Cam to lifter: not likely, huge surface area.
Lifter to valve stem- very small surface area, for sure this spot COULD show wear. If the stem isn't perfectly flat, it could wear flat over time.
Valve to seat- very small surface area again, and gets exposed to lots of heat. This is likely where the problem is. This spot also requires specific angles and seat widths, again, a spot for error.
#86
Elite Member
Thread Starter
iTrader: (4)
Join Date: Mar 2008
Location: Granbury, TX
Posts: 6,301
Total Cats: 696
I took a junkyard head to a different machine shop and had it put together. Had the ST light doubles and Ti retainers transferred over. Other than that, just a thorough refresh. Been beating on it ever since with no issues.
#89
How is every ones ST intake valves doing, I would like to hear some updates. As far as mine went, it wasn't any different. I installed the double lites from the singles and the stock shim also along with grinding the seats to a stock width and the same cupping took place on the seat face on the valves. I think the alloy is inconsistent in their makeup as a few look pretty decent and others to varying degrees are cupped. Maybe running high boost has something to do with this and the valves aren't able to take it.

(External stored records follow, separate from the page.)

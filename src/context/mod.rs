//! The owning context: node arena, import/export, time stepping.
//!
//! The context owns the memory lifetime of every schema node. Nodes refer
//! to each other with [`NodeId`] handles into the arena; slots are
//! tombstoned on removal and never reused, so an id stays unique for the
//! lifetime of the context. Everything runs on the thread that owns the
//! context; there is no internal locking.

use std::collections::HashMap;

use tracing::{debug, trace, warn};

use crate::registry::registry;
use crate::schema::{Capability, NodeId, PrimBehavior, Schema, SchemaBehavior, UpdateFlags};
use crate::settings::{ExportSettings, ImportSettings};
use crate::store::{PrimHandle, StoreHandle};
use crate::util::{Error, Result, Time, TimeRange, INVALID_TIME};

/// Session object owning a tree of schema nodes over one store.
pub struct Context {
    store: StoreHandle,
    nodes: Vec<Option<Schema>>,
    by_path: HashMap<String, NodeId>,
    isettings: ImportSettings,
    esettings: ExportSettings,
    request_force_update: bool,
    request_config_update: bool,
    time: Time,
}
//! Integration tests for settings persistence and per-node overrides.

use std::rc::Rc;

use uscene::prelude::*;

#[test]
fn test_import_settings_json_round_trip() {
    let dir = tempfile::tempdir().unwrap();
    let path = dir.path().join("import.json");

    let mut s = ImportSettings::default();
    s.scale = 0.01;
    s.swap_handedness = true;
    s.load_all_payloads = false;
    s.save(&path).unwrap();

    let loaded = ImportSettings::load(&path).unwrap();
    assert_eq!(loaded, s);
}

#[test]
fn test_export_settings_json_round_trip() {
    let dir = tempfile::tempdir().unwrap();
    let path = dir.path().join("export.json");

    let mut s = ExportSettings::default();
    s.instanceable_by_default = true;
    s.save(&path).unwrap();

    let loaded = ExportSettings::load(&path).unwrap();
    assert_eq!(loaded, s);
}

#[test]
fn test_load_missing_file_is_io_error() {
    let err = ImportSettings::load("/no/such/settings.json");
    assert!(matches!(err, Err(Error::Io(_))));
}

#[test]
fn test_node_override_wins_over_defaults() {
    register_default_schemas();
    let store = MemStore::new();
    store.create_prim("/n", "Xform").unwrap();

    let mut defaults = ImportSettings::default();
    defaults.scale = 100.0;
    let mut ctx =
        Context::with_settings(Rc::new(store.clone()), defaults, ExportSettings::default());
    ctx.import().unwrap();
    let n = ctx.find_node("/n").unwrap();

    assert_eq!(ctx.import_settings_for(n).scale, 100.0);

    let mut local = ImportSettings::default();
    local.scale = 0.01;
    ctx.set_import_settings(n, local);
    assert!(ctx.node(n).is_import_settings_overridden());
    assert_eq!(ctx.import_settings_for(n).scale, 0.01);

    // deactivating the override falls back without losing the local value
    ctx.node_mut(n).set_override_import_settings(false);
    assert_eq!(ctx.import_settings_for(n).scale, 100.0);
    assert_eq!(ctx.node(n).local_import_settings().scale, 0.01);

    ctx.node_mut(n).set_override_import_settings(true);
    assert_eq!(ctx.import_settings_for(n).scale, 0.01);
}

#[test]
fn test_export_settings_override_and_flag() {
    register_default_schemas();
    let store = MemStore::new();
    store.create_prim("/n", "Xform").unwrap();
    let mut ctx = Context::new(Rc::new(store.clone()));
    ctx.import().unwrap();
    let n = ctx.find_node("/n").unwrap();

    assert!(!ctx.node(n).is_export_settings_overridden());
    let mut local = ExportSettings::default();
    local.swap_faces = true;
    ctx.set_export_settings(n, local);
    assert!(ctx.node(n).is_export_settings_overridden());
    assert!(ctx.export_settings_for(n).swap_faces);
    assert!(ctx.take_config_update_request());
}

#[test]
fn test_instanceable_by_default_on_export() {
    register_default_schemas();
    let store = MemStore::new();
    let mut es = ExportSettings::default();
    es.instanceable_by_default = true;
    let mut ctx = Context::with_settings(Rc::new(store.clone()), ImportSettings::default(), es);
    let root = ctx.import().unwrap();

    let n = ctx.create_node(root, "rock", "Mesh").unwrap();
    assert!(ctx.node(n).is_instanceable());
}
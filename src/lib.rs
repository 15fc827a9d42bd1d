//! # uscene
//!
//! A USD-style scene-description schema layer: a tree of typed schema
//! nodes over an external scene-description store, with runtime type
//! resolution through a pluggable registry, master/instance sharing,
//! variant-set configuration, deferred payload loading, and per-time-step
//! change tracking.
//!
//! The storage engine itself is an external collaborator, consumed through
//! the narrow handle traits in [`store`]; an in-memory reference store is
//! included for tests and authoring.
//!
//! ## Modules
//!
//! - [`util`] - Basic types (errors, time)
//! - [`store`] - Primitive-handle interface + in-memory reference store
//! - [`registry`] - Process-wide schema type registry
//! - [`schema`] - The schema node: attributes, variants, payloads, flags
//! - [`typed`] - Builtin concrete schema types (Xform, Mesh, Points, Camera)
//! - [`context`] - Owning session object: arena, import/export, stepping
//! - [`settings`] - Import/export configuration
//!
//! ## Example
//!
//! ```ignore
//! use std::rc::Rc;
//! use uscene::prelude::*;
//!
//! uscene::registry::register_default_schemas();
//!
//! let store = MemStore::new();
//! store.create_prim("/geo", "Xform").unwrap();
//! store.create_prim("/geo/body", "Mesh").unwrap();
//!
//! let mut ctx = Context::new(Rc::new(store));
//! let root = ctx.import()?;
//! ctx.each_child_r(root, |node| println!("{}", node.path()));
//! ctx.update(1.0 / 24.0);
//! ```

pub mod context;
pub mod registry;
pub mod schema;
pub mod settings;
pub mod store;
pub mod typed;
pub mod util;

// Re-export commonly used types
pub use context::Context;
pub use schema::{NodeId, Schema, UpdateFlags};
pub use util::{Error, Result, Time, TimeRange};

/// Prelude module for convenient imports
pub mod prelude {
    pub use crate::context::Context;
    pub use crate::registry::{register_default_schemas, SchemaEntry};
    pub use crate::schema::{
        Attribute, Capability, NodeId, Schema, SchemaBehavior, UpdateFlags, VariantSet,
    };
    pub use crate::settings::{ExportSettings, ImportSettings};
    pub use crate::store::{
        AttributeDecl, AttributeType, MemStore, Prim, PrimHandle, Store, StoreHandle,
        TopologyVariance,
    };
    pub use crate::typed::{Camera, Mesh, Points, Xform};
    pub use crate::util::{Error, Result, Time, TimeRange, INVALID_TIME};
}
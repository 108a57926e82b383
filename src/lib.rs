//! # Bloomkit
//!
//! A Bloom filter library for byte-sequence elements, sized from an expected
//! element count and a target false-positive probability, with pluggable
//! hash families ("default", "optimal", "secure"), duplicate-detecting
//! insertion, filter union and binary persistence.

pub mod bitset;
pub mod codec;
pub mod filter;
pub mod hash;

pub use bitset::BitArray;
pub use filter::{BloomFilter, Config};
pub use hash::{HashFactory, HashFunction, HASHER_DEFAULT, HASHER_OPTIMAL, HASHER_SECURE};

/// Common error types for the library
#[derive(Debug, Clone, PartialEq)]
pub enum BloomError {
    InvalidConfig(String),
    UnknownHasher(String),
    RegistryFrozen(String),
    IncompatibleUnion(String),
    UnionTypeMismatch,
    Encode(String),
    Decode(String),
}

impl std::fmt::Display for BloomError {
    fn fmt(&self, f: &mut std::fmt::Formatter) -> std::fmt::Result {
        match self {
            BloomError::InvalidConfig(msg) => write!(f, "Invalid config: {}", msg),
            BloomError::UnknownHasher(name) => write!(f, "Unknown hash strategy: {}", name),
            BloomError::RegistryFrozen(name) => write!(
                f,
                "Hash registry is frozen, cannot register strategy: {}",
                name
            ),
            BloomError::IncompatibleUnion(msg) => write!(f, "Incompatible union: {}", msg),
            BloomError::UnionTypeMismatch => write!(f, "Union with an unexpected filter type"),
            BloomError::Encode(msg) => write!(f, "Encode error: {}", msg),
            BloomError::Decode(msg) => write!(f, "Decode error: {}", msg),
        }
    }
}

impl std::error::Error for BloomError {}

pub type Result<T> = std::result::Result<T, BloomError>;
//! Fixed-size bit array backing a Bloom filter.
//!
//! Thin wrapper over `bit_vec::BitVec` exposing only the operations the
//! filter layer needs: set, test, popcount and in-place union.

use bit_vec::BitVec;

/// A fixed-size array of bits, all zero on creation.
///
/// The size never changes after construction and bits only ever transition
/// from unset to set.
#[derive(Debug, Clone, PartialEq, Eq)]
pub struct BitArray {
    bits: BitVec,
}

impl BitArray {
    /// Create a zero-filled bit array of `size` bits.
    pub fn new(size: usize) -> Self {
        BitArray {
            bits: BitVec::from_elem(size, false),
        }
    }

    /// Rebuild a bit array of `len` bits from its raw byte export.
    ///
    /// `bytes` must hold at least `len` bits; any trailing padding bits from
    /// the last byte are discarded.
    pub fn from_bytes(bytes: &[u8], len: usize) -> Self {
        let mut bits = BitVec::from_bytes(bytes);
        bits.truncate(len);
        BitArray { bits }
    }

    /// Set bit `i`. Idempotent: setting an already-set bit has no effect.
    pub fn set(&mut self, i: usize) {
        self.bits.set(i, true);
    }

    /// Test bit `i`. Out-of-range indices read as unset.
    pub fn is_set(&self, i: usize) -> bool {
        self.bits.get(i).unwrap_or(false)
    }

    /// Number of set bits.
    pub fn count(&self) -> usize {
        self.bits.iter().filter(|&bit| bit).count()
    }

    /// Number of bits in the array.
    pub fn len(&self) -> usize {
        self.bits.len()
    }

    /// True if the array holds no bits at all.
    pub fn is_empty(&self) -> bool {
        self.bits.is_empty()
    }

    /// Bitwise OR of `other` into `self`, in place.
    ///
    /// Both arrays must have the same length; the filter layer checks this
    /// before calling.
    pub fn union_with(&mut self, other: &BitArray) {
        debug_assert_eq!(self.bits.len(), other.bits.len());
        for (i, bit) in other.bits.iter().enumerate() {
            if bit {
                self.bits.set(i, true);
            }
        }
    }

    /// Export the raw bit contents, most significant bit of each byte first.
    pub fn to_bytes(&self) -> Vec<u8> {
        self.bits.to_bytes()
    }
}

Please post your results after changing things, thanks
Please post your results after changing things, thanks
#91
How is every ones ST intake valves doing, I would like to hear some updates. As far as mine went, it wasn't any different. I installed the double lites from the singles and the stock shim also along with grinding the seats to a stock width and the same cupping took place on the seat face on the valves. I think the alloy is inconsistent in their makeup as a few look pretty decent and others to varying degrees are cupped. Maybe running high boost has something to do with this and the valves aren't able to take it.
Please post your results after changing things, thanks
Please post your results after changing things, thanks
I cut the seats with carbide cutters from Newway, 5 angle intake, 4 angle exhaust, and I set them conservative since reliability is more important than 3 more hp. It works for me. I made sure and set the angle that contacts the valve on the outer perimeter of each valve to maximize contact surface area, as that has several benefits.

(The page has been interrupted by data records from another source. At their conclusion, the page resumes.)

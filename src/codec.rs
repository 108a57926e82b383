//! Binary persistence for Bloom filters.
//!
//! The payload carries the raw bit contents, m, k, the hash strategy name
//! and the original config, never the hash functions themselves. On load
//! the family is rebuilt from the registry, which only works because every
//! registered hash function is pure and deterministic.

use serde::{Deserialize, Serialize};

use crate::bitset::BitArray;
use crate::filter::{BloomFilter, Config};
use crate::hash;
use crate::{BloomError, Result};

/// Wire form of a filter.
#[derive(Serialize, Deserialize)]
struct SerializedFilter {
    bits: Vec<u8>,
    m: u64,
    k: u64,
    hash_name: String,
    cfg: Config,
}

/// Encode a filter into a self-contained binary payload.
pub fn serialize(filter: &BloomFilter) -> Result<Vec<u8>> {
    let raw = SerializedFilter {
        bits: filter.bit_array().to_bytes(),
        m: filter.num_bits() as u64,
        k: filter.num_hashes() as u64,
        hash_name: filter.hash_name().to_string(),
        cfg: filter.config().clone(),
    };
    bincode::serialize(&raw).map_err(|e| BloomError::Encode(e.to_string()))
}

/// Decode a payload produced by [`serialize`] into a new, independently
/// owned filter.
///
/// The hash family is re-derived from the recorded strategy name and k.
/// Fails on malformed or truncated bytes, on a bit payload whose length
/// disagrees with m, and on an unregistered strategy name.
pub fn deserialize(data: &[u8]) -> Result<BloomFilter> {
    let raw: SerializedFilter =
        bincode::deserialize(data).map_err(|e| BloomError::Decode(e.to_string()))?;

    let m = raw.m as usize;
    let k = raw.k as usize;
    if raw.bits.len() != m.div_ceil(8) {
        return Err(BloomError::Decode(format!(
            "bit payload holds {} bytes, want {} for m={}",
            raw.bits.len(),
            m.div_ceil(8),
            m
        )));
    }

    let hashers = hash::create_family(&raw.hash_name, k)?;
    if hashers.is_empty() {
        return Err(BloomError::Decode(format!(
            "hash family {} produced no functions for k={}",
            raw.hash_name, k
        )));
    }
    let bits = BitArray::from_bytes(&raw.bits, m);
    Ok(BloomFilter::from_parts(bits, m, k, hashers, raw.cfg))
}

impl BloomFilter {
    /// Shorthand for [`serialize`].
    pub fn to_bytes(&self) -> Result<Vec<u8>> {
        serialize(self)
    }

    /// Shorthand for [`deserialize`].
    pub fn from_bytes(data: &[u8]) -> Result<BloomFilter> {
        deserialize(data)
    }
}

EDIT: Also I'm running all the boost.
#93
I have mentioned this elsewhere but thought it worth repeating in this thread; valve springs are consumables in a race engine.
Your pro engine builder should record seat pressure when first assembled and at each refresh. I don't personally know what percentage loss in seat pressure is acceptable at what time interval but Keegan does. In very high rpm high dollar race engines (not BP's), valve springs get replaced at very short intervals. If you have enough spring for the rpm/cam/duty cycle/valvetrain weight, etc, the springs should last a few seasons or until the rings and mains are done. The harder you push the mechanical limits, the faster the springs degrade. On a BP at least, there is little penalty for using a little too much seat pressure. We have taken to recommending ST singles up to about 7200rpm, light doubles up to about 7800rpm and heavy doubles for anything above that. That doesn't mean you should run heavy doubles on your OEM N/A rebuild though.

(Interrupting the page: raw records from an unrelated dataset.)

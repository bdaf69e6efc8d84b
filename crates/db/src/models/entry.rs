//! Entry row model.

use marquee_core::entry::{MediaKind, NewEntry};
use marquee_core::types::{DbId, Timestamp};
use serde::Serialize;
use sqlx::FromRow;

/// An entry row from the `entries` table.
///
/// Optional text columns serialize as `null` when unset.
#[derive(Debug, Clone, PartialEq, FromRow, Serialize)]
#[serde(rename_all = "camelCase")]
pub struct Entry {
    pub id: DbId,
    pub title: String,
    #[serde(rename = "type")]
    #[sqlx(try_from = "String")]
    pub kind: MediaKind,
    pub director: Option<String>,
    pub budget: Option<String>,
    pub location: Option<String>,
    pub duration: Option<String>,
    pub year: Option<String>,
    pub poster_url: Option<String>,
    pub notes: Option<String>,
    pub created_at: Timestamp,
    pub updated_at: Timestamp,
}

impl Entry {
    /// Materialize a new row outside the database (in-memory store).
    pub fn from_new(id: DbId, input: &NewEntry, now: Timestamp) -> Self {
        Self {
            id,
            title: input.title.clone(),
            kind: input.kind,
            director: input.director.clone(),
            budget: input.budget.clone(),
            location: input.location.clone(),
            duration: input.duration.clone(),
            year: input.year.clone(),
            poster_url: input.poster_url.clone(),
            notes: input.notes.clone(),
            created_at: now,
            updated_at: now,
        }
    }
}
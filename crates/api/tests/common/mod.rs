#![allow(dead_code)]

use std::sync::Arc;

use axum::body::Body;
use axum::http::{Request, Response, StatusCode};
use axum::Router;
use http_body_util::BodyExt;
use marquee_db::store::{EntryStore, MemoryEntryStore};
use tower::ServiceExt;

use marquee_api::config::ServerConfig;
use marquee_api::router::build_app_router;
use marquee_api::state::AppState;

/// Build a test `ServerConfig` with safe defaults.
pub fn test_config() -> ServerConfig {
    ServerConfig {
        host: "127.0.0.1".to_string(),
        port: 0,
        ..ServerConfig::default()
    }
}

/// Build the full application router over the given store.
///
/// Uses the same `build_app_router` as `main.rs` so tests exercise the
/// production middleware stack.
pub fn build_test_app(store: Arc<dyn EntryStore>) -> Router {
    let config = test_config();
    let state = AppState { store };
    build_app_router(state, &config)
}

/// A fresh in-memory store, shared across the apps built from it.
pub fn memory_store() -> Arc<dyn EntryStore> {
    Arc::new(MemoryEntryStore::new())
}

pub async fn send(app: Router, request: Request<Body>) -> Response<Body> {
    app.oneshot(request).await.unwrap()
}

pub async fn get(app: Router, uri: &str) -> Response<Body> {
    send(app, Request::get(uri).body(Body::empty()).unwrap()).await
}

pub async fn delete(app: Router, uri: &str) -> Response<Body> {
    send(app, Request::delete(uri).body(Body::empty()).unwrap()).await
}

pub async fn post_json(app: Router, uri: &str, body: serde_json::Value) -> Response<Body> {
    send_json(app, "POST", uri, body).await
}

pub async fn put_json(app: Router, uri: &str, body: serde_json::Value) -> Response<Body> {
    send_json(app, "PUT", uri, body).await
}

async fn send_json(app: Router, method: &str, uri: &str, body: serde_json::Value) -> Response<Body> {
    let request = Request::builder()
        .method(method)
        .uri(uri)
        .header("content-type", "application/json")
        .body(Body::from(body.to_string()))
        .unwrap();
    send(app, request).await
}

pub async fn body_json(response: Response<Body>) -> serde_json::Value {
    let bytes = response.into_body().collect().await.unwrap().to_bytes();
    serde_json::from_slice(&bytes).unwrap()
}

/// Create an entry through the API and return its id.
pub async fn create_entry(store: &Arc<dyn EntryStore>, body: serde_json::Value) -> i64 {
    let response = post_json(build_test_app(store.clone()), "/api/entries", body).await;
    assert_eq!(response.status(), StatusCode::CREATED);
    body_json(response).await["data"]["id"].as_i64().unwrap()
}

We have never experienced any problems running a bit too much spring but certainly experienced and heard reports of issues with running too little. Valve and valve seat wear has ended up being one of the most common causes of premature rebuilds I have seen in performance BP builds. Only a few of ours, mainly friends and others. So that's been one of key points in our engine development over the last 10 years. Thus the formula: stock width seats, properly hardened seats, adequate spring pressure then stay below 9000rpm. If F/I, then SS exhaust valves. Inconel exhaust valves increase safety margin for high duty cycle F/I builds. This stipulation for F/I is independent of power. A 210whp, 14psi GT25 turbo on pump gas on a Roval will cook exhaust valves where an 300whp GT30 14psi turbo autocrosser on E85 can run stock valves without a problem.
Your pro engine builder should record seat pressure when first assembled and at each refresh. I don't personally know what percentage loss in seat pressure is acceptable at what time interval but Keegan does. In very high rpm high dollar race engines (not BP's), valve springs get replaced at very short intervals. If you have enough spring for the rpm/cam/duty cycle/valvetrain weight, etc, the springs should last a few seasons or until the rings and mains are done. The harder you push the mechanical limits, the faster the springs degrade. On a BP at least, there is little penalty for using a little too much seat pressure. We have taken to recommending ST singles up to about 7200rpm, light doubles up to about 7800rpm and heavy doubles for anything above that. That doesn't mean you should run heavy doubles on your OEM N/A rebuild though.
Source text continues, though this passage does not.